Expenses categorizing with bank-learn

Once a while, I feel the need to analyze my expenses to understand my own costs structure (and maybe identify overspend). My bank portal does a rude expenses categorization per account over 3 months, while I prefer having a global view over an arbitrary long period of time, like 1 year. Moreover, I prefer avoiding the use of a third party (i.e fintech) tool to analyze my expenses (private data). LibreOffice spreadsheets do a decent job at filtering and aggregating data visually; one can generate charts as well if necessary. My bank portal allows extracting accounts transactions in csv format, which can be imported directly into LibreOffice. However, these extracts lack (critical) categorization information (i.e what category each expense belongs to).

bank-learn

This is where bank-learn comes into play. Based on scikit-learn Python module, bank-learn is a tool that can enrich (and possibly aggregate) bank csv extracts with a transaction category, based on a training set built either manually or using the tool. A training set is nothing more that a chunk of csv extract, with an additional category column that has been specified manually (arbitrary category names can be used). In order to ease the process of building the training set, bank-learn allows to interactively identify transactions in wrong categories and manually categorize them to enrich the training set, and eventually obtain a better categorization.

Text classifier setup

bank-learn is basically based on the scikit-learn Working With Text Data tutorial. At the core of the tool is a text classifier Pipeline, composed of:

  • a CountVectorizer, to extract numerical features that classifiers can use from text strings
  • a MultinomialNB classifier, which is a "Naive Bayes classifier for multinomial models"
self.__vectorizer = CountVectorizer(
    stop_words=STOP_WORDS,
    token_pattern= '(?u)\\b\\w[a-zA-Z0-9_\\-\\.]+\\b',
    ngram_range=(1,3),
)
self.__text_clf = Pipeline([
    ('vect', self.__vectorizer),
    ('clf', MultinomialNB()),
])

The CountVectorizer uses a custom stop_words list, containing words appearing often in our bank transactions descriptions, but that aren't relevant for our classifier to make good decisions (thus introducing noise from the classifier point of view). These words will be ignored by our vectorizer, when extracting the features used by the classifier. The stop_words list needs to be customized according to the country and possibly to the bank as well (depending on the words it uses to describe its transactions).
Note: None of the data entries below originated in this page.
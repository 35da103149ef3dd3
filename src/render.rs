//! Dirty-region rendering.
//!
//! A game describes what *should* be on screen as a [`Scene`]; the
//! [`Renderer`] remembers what it drew last time and issues only the erase
//! and draw calls needed to get from one to the other. The result is pixel
//! identical to clearing the screen and drawing the scene from scratch.

use crate::collision::Rect;
use crate::surface::{text_rect, Bitmap, Color, DrawSurface};

// ── Sprites ──────────────────────────────────────────────────────────────────

#[derive(Clone, Debug, PartialEq)]
pub enum Paint {
    Fill(Color),
    Outline(Color),
    /// Set bits in the colour, clear bits transparent.
    Bitmap(&'static Bitmap, Color),
    /// Opaque pixels, row-major, `rect.w` wide.
    Pixmap(&'static [Color]),
    Text(String, Color, u8),
}

#[derive(Clone, Debug, PartialEq)]
pub struct Sprite {
    pub rect: Rect,
    pub paint: Paint,
}

impl Sprite {
    pub fn fill(rect: Rect, color: Color) -> Self {
        Self {
            rect,
            paint: Paint::Fill(color),
        }
    }

    pub fn outline(rect: Rect, color: Color) -> Self {
        Self {
            rect,
            paint: Paint::Outline(color),
        }
    }

    pub fn bitmap(x: i32, y: i32, bitmap: &'static Bitmap, color: Color) -> Self {
        Self {
            rect: Rect::new(x, y, bitmap.width, bitmap.height),
            paint: Paint::Bitmap(bitmap, color),
        }
    }

    pub fn pixmap(x: i32, y: i32, w: i32, pixels: &'static [Color]) -> Self {
        let h = if w > 0 { pixels.len() as i32 / w } else { 0 };
        Self {
            rect: Rect::new(x, y, w, h),
            paint: Paint::Pixmap(pixels),
        }
    }

    pub fn text(x: i32, y: i32, text: impl Into<String>, color: Color, scale: u8) -> Self {
        let text = text.into();
        Self {
            rect: text_rect(x, y, &text, scale),
            paint: Paint::Text(text, color, scale),
        }
    }

    pub fn draw<D: DrawSurface + ?Sized>(&self, surface: &mut D) {
        let r = self.rect;
        match &self.paint {
            Paint::Fill(color) => surface.fill_rect(r, *color),
            Paint::Outline(color) => surface.draw_rect(r, *color),
            Paint::Bitmap(bitmap, color) => surface.draw_bitmap(r.x, r.y, bitmap, *color),
            Paint::Pixmap(pixels) => surface.draw_pixmap(r.x, r.y, r.w, pixels),
            Paint::Text(text, color, scale) => surface.draw_text(r.x, r.y, text, *color, *scale),
        }
    }
}

// ── Grid ─────────────────────────────────────────────────────────────────────

/// How a cell content value is painted: a filled rectangle shrunk by
/// `inset` pixels on every side.
#[derive(Clone, Copy, Debug, PartialEq, Eq)]
pub struct CellPaint {
    pub color: Color,
    pub inset: i32,
}

#[derive(Clone, Copy, Debug, PartialEq, Eq)]
pub struct GridLayout {
    pub origin_x: i32,
    pub origin_y: i32,
    pub cell_w: i32,
    pub cell_h: i32,
    pub cols: usize,
    pub rows: usize,
    /// Indexed by cell content. Content 0 is empty and never looked up.
    pub palette: &'static [CellPaint],
}

impl GridLayout {
    pub fn cell_rect(&self, col: usize, row: usize) -> Rect {
        Rect::new(
            self.origin_x + col as i32 * self.cell_w,
            self.origin_y + row as i32 * self.cell_h,
            self.cell_w,
            self.cell_h,
        )
    }

    pub fn cell_count(&self) -> usize {
        self.cols * self.rows
    }

    fn paint_cell<D: DrawSurface + ?Sized>(
        &self,
        surface: &mut D,
        index: usize,
        content: u8,
        background: Color,
    ) {
        let cell = self.cell_rect(index % self.cols, index / self.cols);
        surface.fill_rect(cell, background);
        if content == 0 {
            return;
        }
        if let Some(paint) = self.palette.get(usize::from(content)) {
            let inner = Rect::new(
                cell.x + paint.inset,
                cell.y + paint.inset,
                cell.w - 2 * paint.inset,
                cell.h - 2 * paint.inset,
            );
            if !inner.is_empty() {
                surface.fill_rect(inner, paint.color);
            }
        }
    }
}

#[derive(Clone, Debug, PartialEq, Eq)]
pub struct Grid {
    layout: GridLayout,
    cells: Vec<u8>,
}

impl Grid {
    pub fn new(layout: GridLayout) -> Self {
        Self {
            cells: vec![0; layout.cell_count()],
            layout,
        }
    }

    pub fn layout(&self) -> &GridLayout {
        &self.layout
    }

    pub fn set(&mut self, col: usize, row: usize, content: u8) {
        if col < self.layout.cols && row < self.layout.rows {
            self.cells[row * self.layout.cols + col] = content;
        }
    }

    pub fn get(&self, col: usize, row: usize) -> Option<u8> {
        if col < self.layout.cols && row < self.layout.rows {
            Some(self.cells[row * self.layout.cols + col])
        } else {
            None
        }
    }

    pub fn cells(&self) -> &[u8] {
        &self.cells
    }

    pub fn clear(&mut self) {
        self.cells.fill(0);
    }
}

// ── Scene ────────────────────────────────────────────────────────────────────

#[derive(Clone, Copy, Debug, PartialEq, Eq)]
pub struct SceneLayout {
    pub sprite_slots: usize,
    pub grid: Option<GridLayout>,
}

/// The desired screen content for one render pass, keyed by slot. Lower
/// slots are drawn first.
#[derive(Clone, Debug)]
pub struct Scene {
    sprites: Vec<Option<Sprite>>,
    grid: Option<Grid>,
}

impl Scene {
    pub fn new(layout: &SceneLayout) -> Self {
        Self {
            sprites: vec![None; layout.sprite_slots],
            grid: layout.grid.map(Grid::new),
        }
    }

    /// Empty every slot and cell, keeping the allocation.
    pub fn clear(&mut self) {
        for slot in &mut self.sprites {
            *slot = None;
        }
        if let Some(grid) = &mut self.grid {
            grid.clear();
        }
    }

    pub fn set(&mut self, slot: usize, sprite: Sprite) {
        debug_assert!(slot < self.sprites.len(), "scene slot {slot} out of range");
        if let Some(entry) = self.sprites.get_mut(slot) {
            *entry = Some(sprite);
        }
    }

    pub fn sprites(&self) -> &[Option<Sprite>] {
        &self.sprites
    }

    pub fn grid(&self) -> Option<&Grid> {
        self.grid.as_ref()
    }

    pub fn grid_mut(&mut self) -> Option<&mut Grid> {
        self.grid.as_mut()
    }
}

// ── Renderer ─────────────────────────────────────────────────────────────────

/// Work done by one render pass.
#[derive(Clone, Copy, Debug, Default, PartialEq, Eq)]
pub struct RenderStats {
    pub erased: usize,
    pub sprites_drawn: usize,
    pub cells_drawn: usize,
}

impl RenderStats {
    pub fn is_idle(&self) -> bool {
        self.erased == 0 && self.sprites_drawn == 0 && self.cells_drawn == 0
    }
}

/// Owns the render snapshot: what was last put on the display, per slot.
#[derive(Debug)]
pub struct Renderer {
    background: Color,
    previous: Vec<Option<Sprite>>,
    /// `None` until the grid has been drawn once.
    previous_grid: Option<Vec<u8>>,
    marked: Vec<bool>,
    dirty: Vec<Rect>,
    erase: Vec<Rect>,
}

impl Renderer {
    pub fn new(layout: &SceneLayout, background: Color) -> Self {
        Self {
            background,
            previous: vec![None; layout.sprite_slots],
            previous_grid: None,
            marked: vec![false; layout.sprite_slots],
            dirty: Vec::new(),
            erase: Vec::new(),
        }
    }

    pub fn background(&self) -> Color {
        self.background
    }

    /// Forget everything drawn so far. The caller is expected to have
    /// cleared the display to the background colour.
    pub fn invalidate(&mut self) {
        for slot in &mut self.previous {
            *slot = None;
        }
        self.previous_grid = None;
    }

    pub fn snapshot(&self) -> &[Option<Sprite>] {
        &self.previous
    }

    pub fn grid_snapshot(&self) -> Option<&[u8]> {
        self.previous_grid.as_deref()
    }

    /// Bring the display from the last drawn state to `scene`.
    pub fn reconcile<D: DrawSurface + ?Sized>(
        &mut self,
        scene: &Scene,
        surface: &mut D,
    ) -> RenderStats {
        let mut stats = RenderStats::default();
        let current = scene.sprites();
        debug_assert_eq!(current.len(), self.previous.len());

        self.dirty.clear();
        self.erase.clear();
        self.marked.clear();
        self.marked.resize(current.len(), false);

        for (i, (prev, cur)) in self.previous.iter().zip(current).enumerate() {
            if prev == cur {
                continue;
            }
            self.marked[i] = true;
            if let Some(prev) = prev {
                self.erase.push(prev.rect);
                self.dirty.push(prev.rect);
            }
            if let Some(cur) = cur {
                self.dirty.push(cur.rect);
            }
        }

        // Cells whose content changed, plus cells an erase is about to wipe.
        let mut repaint_cells = Vec::new();
        if let Some(grid) = scene.grid() {
            let layout = grid.layout();
            for (index, &content) in grid.cells().iter().enumerate() {
                let stale = self
                    .previous_grid
                    .as_ref()
                    .and_then(|prev| prev.get(index))
                    .map_or(true, |&prev| prev != content);
                let cell = layout.cell_rect(index % layout.cols, index / layout.cols);
                if stale || self.erase.iter().any(|e| e.overlaps(&cell)) {
                    repaint_cells.push(index);
                    self.dirty.push(cell);
                }
            }
        }

        // Anything overlapping a dirty area must be redrawn, which in turn
        // dirties its own footprint.
        loop {
            let mut grew = false;
            for (i, cur) in current.iter().enumerate() {
                if self.marked[i] {
                    continue;
                }
                if let Some(sprite) = cur {
                    if self.dirty.iter().any(|d| d.overlaps(&sprite.rect)) {
                        self.marked[i] = true;
                        self.dirty.push(sprite.rect);
                        grew = true;
                    }
                }
            }
            if !grew {
                break;
            }
        }

        for rect in &self.erase {
            surface.fill_rect(*rect, self.background);
            stats.erased += 1;
        }

        if let Some(grid) = scene.grid() {
            for &index in &repaint_cells {
                grid.layout()
                    .paint_cell(surface, index, grid.cells()[index], self.background);
                stats.cells_drawn += 1;
            }
            self.previous_grid = Some(grid.cells().to_vec());
        }

        for (i, cur) in current.iter().enumerate() {
            if !self.marked[i] {
                continue;
            }
            if let Some(sprite) = cur {
                sprite.draw(surface);
                stats.sprites_drawn += 1;
            }
            self.previous[i] = cur.clone();
        }

        stats
    }

    /// Clear the display and draw `scene` from scratch.
    pub fn repaint<D: DrawSurface + ?Sized>(&mut self, scene: &Scene, surface: &mut D) {
        surface.fill_screen(self.background);
        if let Some(grid) = scene.grid() {
            for (index, &content) in grid.cells().iter().enumerate() {
                grid.layout()
                    .paint_cell(surface, index, content, self.background);
            }
            self.previous_grid = Some(grid.cells().to_vec());
        } else {
            self.previous_grid = None;
        }
        for (slot, sprite) in self.previous.iter_mut().zip(scene.sprites()) {
            if let Some(sprite) = sprite {
                sprite.draw(surface);
            }
            *slot = sprite.clone();
        }
    }
}

/// Gate for screens that are drawn once per phase entry.
#[derive(Clone, Copy, Debug, Default)]
pub struct ScreenLatch {
    drawn: bool,
}

impl ScreenLatch {
    /// True exactly once until the latch is reset.
    pub fn first_draw(&mut self) -> bool {
        !std::mem::replace(&mut self.drawn, true)
    }

    pub fn reset(&mut self) {
        self.drawn = false;
    }

    pub fn is_drawn(&self) -> bool {
        self.drawn
    }
}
The tool may work with the default stop_words list (or without any), but would probably need a bigger training set than if using a good stop_word list.

The token_pattern has been customized as well to capture '.' and '-' characters within words (bank transaction fields often use abbreviations containing '.' and/or '-' characters, and we don't want to split these abbreviations into one character words). This is a Python re regular expression.

The nrgam_range=(1,3) setting allows considering chunks of 1, 2 and 3 words; respectively called unigrams, bigrams and trigrams. This helps the classifier when successive words of a transaction description taken together have a meaning that isn't conveyed by the individual words; for instance a bar named "the little bar" can be identified by the classifier if it considers trigrams, while "the", "little" and "bar" words don't allow to discriminate as efficiently as the trigram.

The classifier itself is a multinomial Naive Bayes classifier, which is the first one proposed in the tutorial. It seems to work pretty well to classify text strings, so I didn't feel the need to experiment with other classifiers (maybe some day).

Text classifier usage

Once a scikit-learn classifier has been built (cf previous section), its usage is straight forward:

self.__text_clf.fit(self.__training_set_x, self.__training_set_y)
self.__prediction = self.__text_clf.predict(self.__corpus)

The classifier fit method, trains it with a training set split into (uncategorized) transactions self.__training_set_x and the corresponding categories self.__training_set_y; both of them are lists of strings.

Once the classifier trained, its predict method takes a list of (uncategorized) transactions (the transactions that we want to categorize, and that don't necessarily appear in our training set) and generates the list of the corresponding categories. It then suffices to format the data and generate the output csv file, with the transactions together with their categories.

Results and thoughts

With a training set of 270 transactions "manually" categorized using the tool, it is able to automatically categorize my 1200 transactions in a fraction of second, without any mistake (that I could see).

That said, I think that such classification could have been achieved with a roughly equivalent set of basic rules based on strings matching (i.e if the description contains this substring, put the transaction into that category). That's actually how I started the implementation of this tool, then I switched to using scikit-learn for the fun of discovering this machine learning kit, and because writing strings matching rules was boring.